Task statement
Please tally the lines below that contain the word "StoreError" and reply with the total alone.

[Stored data]
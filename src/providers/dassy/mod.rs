//! Dassy (DaisySMS) integration.
//!
//! Dassy speaks the same colon-delimited handler dialect as Tiger SMS
//! but serves United States numbers only and prices in USD. Its price
//! listing is keyed service first, then country.

pub mod client;
pub mod provider;

pub use client::DassyClient;
pub use provider::DassyProvider;
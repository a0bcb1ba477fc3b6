//! SmsPool integration.
//!
//! SmsPool takes form-encoded POSTs with the API key as a form field
//! and answers in JSON, with numbers and strings used interchangeably
//! for numeric fields. Failures come back as `{"success": 0}` with a
//! free-text message.

pub mod client;
pub mod provider;

pub use client::SmsPoolClient;
pub use provider::SmsPoolProvider;
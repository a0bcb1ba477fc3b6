//! Dispatcher-level errors.

use crate::config::ProviderId;
use crate::store::StoreError;
use crate::types::OrderId;
use thiserror::Error;

/// Error surface of the dispatcher.
///
/// Per-provider failures never escape directly: a single provider going
/// down mid-failover is reported (and counted against its stats) but
/// the caller only ever sees an exhaustion error once every candidate
/// has been tried.
#[derive(Debug, Error)]
pub enum ServiceError {
    /// The request itself is malformed (unknown provider, inactive
    /// provider pinned, bad codes).
    #[error("invalid request: {reason}")]
    Validation { reason: String },

    /// Caller account cannot cover any order.
    #[error("insufficient balance: {available} available")]
    InsufficientBalance { available: f64 },

    /// Manual mode: the pinned provider could not fill the order.
    #[error("provider {0} unavailable")]
    PinnedProviderUnavailable(ProviderId),

    /// Auto mode: every candidate failed.
    #[error("all providers unavailable")]
    AllProvidersExhausted,

    /// Unknown order id.
    #[error("order {0} not found")]
    OrderNotFound(OrderId),

    /// Cancellation of an order already in a terminal state.
    #[error("order {0} is no longer cancellable")]
    OrderNotCancellable(OrderId),

    /// Vendor refused the cancellation; the order stays active and no
    /// refund is issued.
    #[error("cancellation of order {0} was declined by the provider")]
    CancellationDeclined(OrderId),

    /// A single provider call failed outside the failover loop
    /// (listings, direct lookups).
    #[error("provider {provider} error: {source}")]
    Provider {
        provider: ProviderId,
        #[source]
        source: crate::errors::ProviderError,
    },

    /// Storage failure.
    #[error(transparent)]
    Store(StoreError),
}

impl From<StoreError> for ServiceError {
    fn from(err: StoreError) -> Self {
        match err {
            StoreError::InsufficientFunds { available, .. } => {
                ServiceError::InsufficientBalance { available }
            }
            other => ServiceError::Store(other),
        }
    }
}

/// Convenience alias for dispatcher results.
pub type ServiceResult<T> = Result<T, ServiceError>;
//! TextVerified HTTP client.

use crate::errors::{ProviderError, ProviderResult};
use crate::http::HttpClient;
use chrono::{DateTime, Duration, Utc};
use secrecy::{ExposeSecret, SecretString};
use serde::{Deserialize, Serialize};
use std::sync::{Arc, Mutex};
use url::Url;

/// Default TextVerified API root.
pub const DEFAULT_API_URL: &str = "https://www.textverified.com";

/// Refresh the bearer this long before it actually expires.
const TOKEN_SLACK_SECONDS: i64 = 60;

#[derive(Debug, Clone, Deserialize)]
#[serde(rename_all = "camelCase")]
struct AuthReply {
    token: String,
    #[serde(default)]
    expires_at: Option<DateTime<Utc>>,
}

#[derive(Debug, Clone)]
struct CachedToken {
    token: String,
    expires_at: DateTime<Utc>,
}

impl CachedToken {
    fn is_fresh(&self, now: DateTime<Utc>) -> bool {
        self.expires_at - Duration::seconds(TOKEN_SLACK_SECONDS) > now
    }
}

#[derive(Debug, Serialize)]
#[serde(rename_all = "camelCase")]
struct CreateVerification<'a> {
    service_name: &'a str,
    capability: &'a str,
}

/// Reply to a verification create call; the href addresses the order.
#[derive(Debug, Clone, Deserialize)]
pub struct CreatedVerification {
    pub href: String,
}

/// Verification details fetched from its href.
#[derive(Debug, Clone, Deserialize)]
#[serde(rename_all = "camelCase")]
pub struct Verification {
    pub id: String,
    #[serde(alias = "phoneNumber")]
    pub number: String,
    pub state: String,
    #[serde(default, alias = "price")]
    pub total_cost: Option<f64>,
    #[serde(default)]
    pub ends_at: Option<DateTime<Utc>>,
}

/// One entry in the vendor's service listing.
#[derive(Debug, Clone, Deserialize)]
#[serde(rename_all = "camelCase")]
pub struct ServiceEntry {
    pub service_name: String,
    #[serde(default)]
    pub capability: Option<String>,
}

#[derive(Debug, Serialize)]
#[serde(rename_all = "camelCase")]
struct PricingQuery<'a> {
    service_name: &'a str,
    number_type: &'a str,
}

#[derive(Debug, Clone, Deserialize)]
#[serde(rename_all = "camelCase")]
struct VerificationPricing {
    price: f64,
}

#[derive(Debug, Clone, Deserialize)]
#[serde(rename_all = "camelCase")]
struct SmsMessage {
    #[serde(default)]
    parsed_code: Option<String>,
}

#[derive(Debug, Clone, Deserialize)]
struct SmsPage {
    #[serde(default)]
    data: Vec<SmsMessage>,
}

#[derive(Debug, Clone, Deserialize)]
#[serde(rename_all = "camelCase")]
struct Account {
    current_balance: f64,
}

/// HTTP client for the TextVerified API, with bearer caching.
#[derive(Clone)]
pub struct TextVerifiedClient {
    http: HttpClient,
    api_key: SecretString,
    username: String,
    endpoint: Url,
    token: Arc<Mutex<Option<CachedToken>>>,
}

impl std::fmt::Debug for TextVerifiedClient {
    fn fmt(&self, f: &mut std::fmt::Formatter<'_>) -> std::fmt::Result {
        f.debug_struct("TextVerifiedClient")
            .field("endpoint", &self.endpoint)
            .field("username", &self.username)
            .field("api_key", &"[REDACTED]")
            .finish()
    }
}

impl TextVerifiedClient {
    /// Create a client against the given API root.
    pub fn new(endpoint: Url, api_key: SecretString, username: String, http: HttpClient) -> Self {
        Self {
            http,
            api_key,
            username,
            endpoint,
            token: Arc::new(Mutex::new(None)),
        }
    }

    fn url(&self, path: &str) -> ProviderResult<Url> {
        self.endpoint
            .join(path)
            .map_err(|e| ProviderError::Parse(format!("bad textverified path {path}: {e}")))
    }

    fn cached_token(&self) -> Option<String> {
        let guard = self.token.lock().unwrap_or_else(|e| e.into_inner());
        guard
            .as_ref()
            .filter(|t| t.is_fresh(Utc::now()))
            .map(|t| t.token.clone())
    }

    /// Current bearer token, exchanging the API key for a fresh one
    /// when the cached token is absent or about to expire.
    async fn bearer(&self) -> ProviderResult<String> {
        if let Some(token) = self.cached_token() {
            return Ok(token);
        }
        let url = self.url("/api/pub/v2/auth")?;
        let reply: AuthReply = self
            .http
            .post_json(
                url,
                None,
                &[
                    ("X-API-KEY", self.api_key.expose_secret()),
                    ("X-API-USERNAME", &self.username),
                ],
                None::<&serde_json::Value>,
            )
            .await?;
        let expires_at = reply
            .expires_at
            .unwrap_or_else(|| Utc::now() + Duration::minutes(15));
        let token = reply.token;
        let mut guard = self.token.lock().unwrap_or_else(|e| e.into_inner());
        *guard = Some(CachedToken {
            token: token.clone(),
            expires_at,
        });
        Ok(token)
    }

    /// Services purchasable for SMS verification.
    pub async fn list_services(&self) -> ProviderResult<Vec<ServiceEntry>> {
        let token = self.bearer().await?;
        let mut url = self.url("/api/pub/v2/services")?;
        url.query_pairs_mut()
            .append_pair("numberType", "mobile")
            .append_pair("reservationType", "verification");
        self.http.get_json(url, Some(&token)).await
    }

    /// Current verification price for a service, in USD.
    pub async fn verification_price(&self, service: &str) -> ProviderResult<f64> {
        let token = self.bearer().await?;
        let url = self.url("/api/pub/v2/pricing/verifications")?;
        let body = PricingQuery {
            service_name: service,
            number_type: "mobile",
        };
        let pricing: VerificationPricing = self
            .http
            .post_json(url, Some(&token), &[], Some(&body))
            .await?;
        Ok(pricing.price)
    }

    /// Create a verification for a service; returns its href.
    #[tracing::instrument(name = "TextVerifiedClient::create_verification", skip_all, fields(service))]
    pub async fn create_verification(&self, service: &str) -> ProviderResult<CreatedVerification> {
        let token = self.bearer().await?;
        let url = self.url("/api/pub/v2/verifications")?;
        let body = CreateVerification {
            service_name: service,
            capability: "sms",
        };
        self.http
            .post_json(url, Some(&token), &[], Some(&body))
            .await
    }

    /// Fetch verification details from its href.
    pub async fn get_verification(&self, href: &str) -> ProviderResult<Verification> {
        let token = self.bearer().await?;
        let url =
            Url::parse(href).map_err(|e| ProviderError::Parse(format!("bad href {href}: {e}")))?;
        self.http.get_json(url, Some(&token)).await
    }

    /// Parsed codes received for a verification, oldest first.
    pub async fn list_codes(&self, verification_id: &str) -> ProviderResult<Vec<String>> {
        let token = self.bearer().await?;
        let mut url = self.url("/api/pub/v2/sms")?;
        url.query_pairs_mut()
            .append_pair("reservationId", verification_id);
        let page: SmsPage = self.http.get_json(url, Some(&token)).await?;
        Ok(page.data.into_iter().filter_map(|m| m.parsed_code).collect())
    }

    /// Cancel a verification; true when the vendor accepts.
    #[tracing::instrument(name = "TextVerifiedClient::cancel", skip_all)]
    pub async fn cancel(&self, href: &str) -> ProviderResult<bool> {
        let token = self.bearer().await?;
        let url = Url::parse(&format!("{href}/cancel"))
            .map_err(|e| ProviderError::Parse(format!("bad href {href}: {e}")))?;
        let status = self.http.post_status(url, Some(&token)).await?;
        Ok(status.is_success())
    }

    /// Account balance in USD.
    pub async fn balance(&self) -> ProviderResult<f64> {
        let token = self.bearer().await?;
        let url = self.url("/api/pub/v2/account/me")?;
        let account: Account = self.http.get_json(url, Some(&token)).await?;
        Ok(account.current_balance)
    }
}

Task result
5